:: Items from a dataset ::

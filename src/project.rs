//! A loaded project: configuration plus the root it was found in.
//!
//! All directory layout decisions live here so the pipeline, watcher and
//! CLI agree on where sources, outputs and artifacts are.

use crate::config::{
    load_config, resolve_path, AtlasConfig, ConfigError, PacksmithConfig, ProfileConfig,
    TransformerKind,
};
use crate::transform::{AtlasSpec, BetaGridTransformer, PassthroughTransformer, TransformerRegistry};
use std::env;
use std::path::{Path, PathBuf};

/// Selector accepted by commands that take `[profile|all]`.
pub const ALL_PROFILES: &str = "all";

/// Name of the scratch root inside the output directory
const SCRATCH_DIR: &str = ".scratch";

#[derive(Debug, Clone)]
pub struct Project {
    config: PacksmithConfig,
    root: PathBuf,
}

impl Project {
    pub fn new(config: PacksmithConfig, root: PathBuf) -> Self {
        Self { config, root }
    }

    /// Load the project from an explicit config file or by discovery.
    ///
    /// The project root is the directory holding `packsmith.toml`, or the
    /// current directory when running on defaults.
    pub fn load(config_path: Option<&Path>) -> Result<Self, ConfigError> {
        let (config, found) = load_config(config_path)?;
        let root = match found.as_deref().and_then(Path::parent) {
            Some(parent) if !parent.as_os_str().is_empty() => parent.to_path_buf(),
            _ => env::current_dir()?,
        };
        Ok(Self::new(config, root))
    }

    pub fn config(&self) -> &PacksmithConfig {
        &self.config
    }

    pub fn config_mut(&mut self) -> &mut PacksmithConfig {
        &mut self.config
    }

    pub fn root(&self) -> &Path {
        &self.root
    }

    pub fn resolve(&self, path: &Path) -> PathBuf {
        resolve_path(&self.root, path)
    }

    /// Source root; loose top-level files here are part of every profile.
    pub fn source_root(&self) -> PathBuf {
        self.resolve(&self.config.project.src)
    }

    pub fn shared_dir(&self) -> PathBuf {
        self.source_root().join(&self.config.project.shared)
    }

    pub fn versions_dir(&self) -> PathBuf {
        self.source_root().join(&self.config.project.versions)
    }

    /// Profile-specific override tree.
    pub fn profile_source_dir(&self, profile_id: &str) -> PathBuf {
        self.versions_dir().join(profile_id)
    }

    pub fn out_dir(&self) -> PathBuf {
        self.resolve(&self.config.project.out)
    }

    pub fn output_dir(&self, profile_id: &str) -> PathBuf {
        self.out_dir().join(profile_id)
    }

    /// Parent of every per-run scratch directory.
    pub fn scratch_root(&self) -> PathBuf {
        self.out_dir().join(SCRATCH_DIR)
    }

    pub fn dist_dir(&self) -> PathBuf {
        self.resolve(&self.config.project.dist)
    }

    pub fn artifact_path(&self, profile_id: &str) -> PathBuf {
        self.dist_dir().join(format!("{}.zip", profile_id))
    }

    pub fn profile(&self, profile_id: &str) -> Result<&ProfileConfig, ConfigError> {
        self.config
            .profiles
            .get(profile_id)
            .ok_or_else(|| ConfigError::UnknownProfile(profile_id.to_string()))
    }

    /// Human description for a profile, falling back to the project's.
    pub fn description(&self, profile_id: &str) -> String {
        match self.config.profiles.get(profile_id) {
            Some(p) if !p.description.is_empty() => p.description.clone(),
            _ => self.config.project.description.clone(),
        }
    }

    pub fn profile_ids(&self) -> Vec<String> {
        self.config.profile_ids()
    }

    /// Expand a `[profile|all]` selector into profile ids.
    pub fn select_profiles(&self, selector: Option<&str>) -> Result<Vec<String>, ConfigError> {
        match selector {
            None | Some(ALL_PROFILES) => Ok(self.profile_ids()),
            Some(id) => {
                self.profile(id)?;
                Ok(vec![id.to_string()])
            }
        }
    }

    /// Where a profile's artifact is installed, if anywhere.
    pub fn deploy_target(&self, profile_id: &str) -> Option<PathBuf> {
        if let Some(path) = self.config.profiles.get(profile_id).and_then(|p| p.deploy_path.as_ref()) {
            return Some(self.resolve(path));
        }
        self.config
            .deploy
            .target_dir
            .as_ref()
            .map(|dir| self.resolve(dir).join(format!("{}.zip", profile_id)))
    }

    fn atlas_spec(&self, atlas: &AtlasConfig) -> AtlasSpec {
        AtlasSpec {
            output: atlas.output.clone(),
            map: atlas.map.as_deref().map(|p| self.resolve(p)),
            layout: atlas.layout,
            kinds: atlas.kinds.clone(),
            placeholder: atlas.placeholder.as_deref().map(|p| self.resolve(p)),
        }
    }

    /// Build the transformer registry from the profile table.
    pub fn transformer_registry(&self) -> TransformerRegistry {
        let mut registry = TransformerRegistry::new();
        for (id, profile) in &self.config.profiles {
            match profile.transformer {
                TransformerKind::BetaGrid if profile.atlases.is_empty() => {
                    registry.register(BetaGridTransformer::new(id.clone()));
                }
                TransformerKind::BetaGrid => {
                    let atlases = profile.atlases.iter().map(|a| self.atlas_spec(a)).collect();
                    registry.register(BetaGridTransformer::with_atlases(id.clone(), atlases));
                }
                TransformerKind::Passthrough => {
                    registry.register(PassthroughTransformer::new(id.clone()));
                }
            }
        }
        registry
    }
}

:: WORK REQUEST ::
Set down each entry exactly as it appears above.

:: RESPONSE AREA ::
filename src/project.rs
//! A loaded project: configuration plus the root it was found in.
//!
//! All directory layout decisions live here so the pipeline, watcher and
//! CLI agree on where sources, outputs and artifacts are.

use crate::config::{
    load_config, resolve_path, AtlasConfig, ConfigError, PacksmithConfig, ProfileConfig,
    TransformerKind,
};
use crate::transform::{AtlasSpec, BetaGridTransformer, PassthroughTransformer, TransformerRegistry};
use std::env;
use std::path::{Path, PathBuf};

/// Selector accepted by commands that take `[profile|all]`.
pub const ALL_PROFILES: &str = "all";

/// Name of the scratch root inside the output directory
const SCRATCH_DIR: &str = ".scratch";

#[derive(Debug, Clone)]
pub struct Project {
    config: PacksmithConfig,
    root: PathBuf,
}

impl Project {
    pub fn new(config: PacksmithConfig, root: PathBuf) -> Self {
        Self { config, root }
    }

    /// Load the project from an explicit config file or by discovery.
    ///
    /// The project root is the directory holding `packsmith.toml`, or the
    /// current directory when running on defaults.
    pub fn load(config_path: Option<&Path>) -> Result<Self, ConfigError> {
        let (config, found) = load_config(config_path)?;
        let root = match found.as_deref().and_then(Path::parent) {
            Some(parent) if !parent.as_os_str().is_empty() => parent.to_path_buf(),
            _ => env::current_dir()?,
        };
        Ok(Self::new(config, root))
    }

    pub fn config(&self) -> &PacksmithConfig {
        &self.config
    }

    pub fn config_mut(&mut self) -> &mut PacksmithConfig {
        &mut self.config
    }

    pub fn root(&self) -> &Path {
        &self.root
    }

    pub fn resolve(&self, path: &Path) -> PathBuf {
        resolve_path(&self.root, path)
    }

    /// Source root; loose top-level files here are part of every profile.
    pub fn source_root(&self) -> PathBuf {
        self.resolve(&self.config.project.src)
    }

    pub fn shared_dir(&self) -> PathBuf {
        self.source_root().join(&self.config.project.shared)
    }

    pub fn versions_dir(&self) -> PathBuf {
        self.source_root().join(&self.config.project.versions)
    }

    /// Profile-specific override tree.
    pub fn profile_source_dir(&self, profile_id: &str) -> PathBuf {
        self.versions_dir().join(profile_id)
    }

    pub fn out_dir(&self) -> PathBuf {
        self.resolve(&self.config.project.out)
    }

    pub fn output_dir(&self, profile_id: &str) -> PathBuf {
        self.out_dir().join(profile_id)
    }

    /// Parent of every per-run scratch directory.
    pub fn scratch_root(&self) -> PathBuf {
        self.out_dir().join(SCRATCH_DIR)
    }

    pub fn dist_dir(&self) -> PathBuf {
        self.resolve(&self.config.project.dist)
    }

    pub fn artifact_path(&self, profile_id: &str) -> PathBuf {
        self.dist_dir().join(format!("{}.zip", profile_id))
    }

    pub fn profile(&self, profile_id: &str) -> Result<&ProfileConfig, ConfigError> {
        self.config
            .profiles
            .get(profile_id)
            .ok_or_else(|| ConfigError::UnknownProfile(profile_id.to_string()))
    }

    /// Human description for a profile, falling back to the project's.
    pub fn description(&self, profile_id: &str) -> String {
        match self.config.profiles.get(profile_id) {
            Some(p) if !p.description.is_empty() => p.description.clone(),
            _ => self.config.project.description.clone(),
        }
    }

    pub fn profile_ids(&self) -> Vec<String> {
        self.config.profile_ids()
    }

    /// Expand a `[profile|all]` selector into profile ids.
    pub fn select_profiles(&self, selector: Option<&str>) -> Result<Vec<String>, ConfigError> {
        match selector {
            None | Some(ALL_PROFILES) => Ok(self.profile_ids()),
            Some(id) => {
                self.profile(id)?;
                Ok(vec![id.to_string()])
            }
        }
    }

    /// Where a profile's artifact is installed, if anywhere.
    pub fn deploy_target(&self, profile_id: &str) -> Option<PathBuf> {
        if let Some(path) = self.config.profiles.get(profile_id).and_then(|p| p.deploy_path.as_ref()) {
            return Some(self.resolve(path));
        }
        self.config
            .deploy
            .target_dir
            .as_ref()
            .map(|dir| self.resolve(dir).join(format!("{}.zip", profile_id)))
    }

    fn atlas_spec(&self, atlas: &AtlasConfig) -> AtlasSpec {
        AtlasSpec {
            output: atlas.output.clone(),
            map: atlas.map.as_deref().map(|p| self.resolve(p)),
            layout: atlas.layout,
            kinds: atlas.kinds.clone(),
            placeholder: atlas.placeholder.as_deref().map(|p| self.resolve(p)),
        }
    }

    /// Build the transformer registry from the profile table.
    pub fn transformer_registry(&self) -> TransformerRegistry {
        let mut registry = TransformerRegistry::new();
        for (id, profile) in &self.config.profiles {
            match profile.transformer {
                TransformerKind::BetaGrid if profile.atlases.is_empty() => {
                    registry.register(BetaGridTransformer::new(id.clone()));
                }
                TransformerKind::BetaGrid => {
                    let atlases = profile.atlases.iter().map(|a| self.atlas_spec(a)).collect();
                    registry.register(BetaGridTransformer::with_atlases(id.clone(), atlases));
                }
                TransformerKind::Passthrough => {
                    registry.register(PassthroughTransformer::new(id.clone()));
                }
            }
        }
        registry
    }
}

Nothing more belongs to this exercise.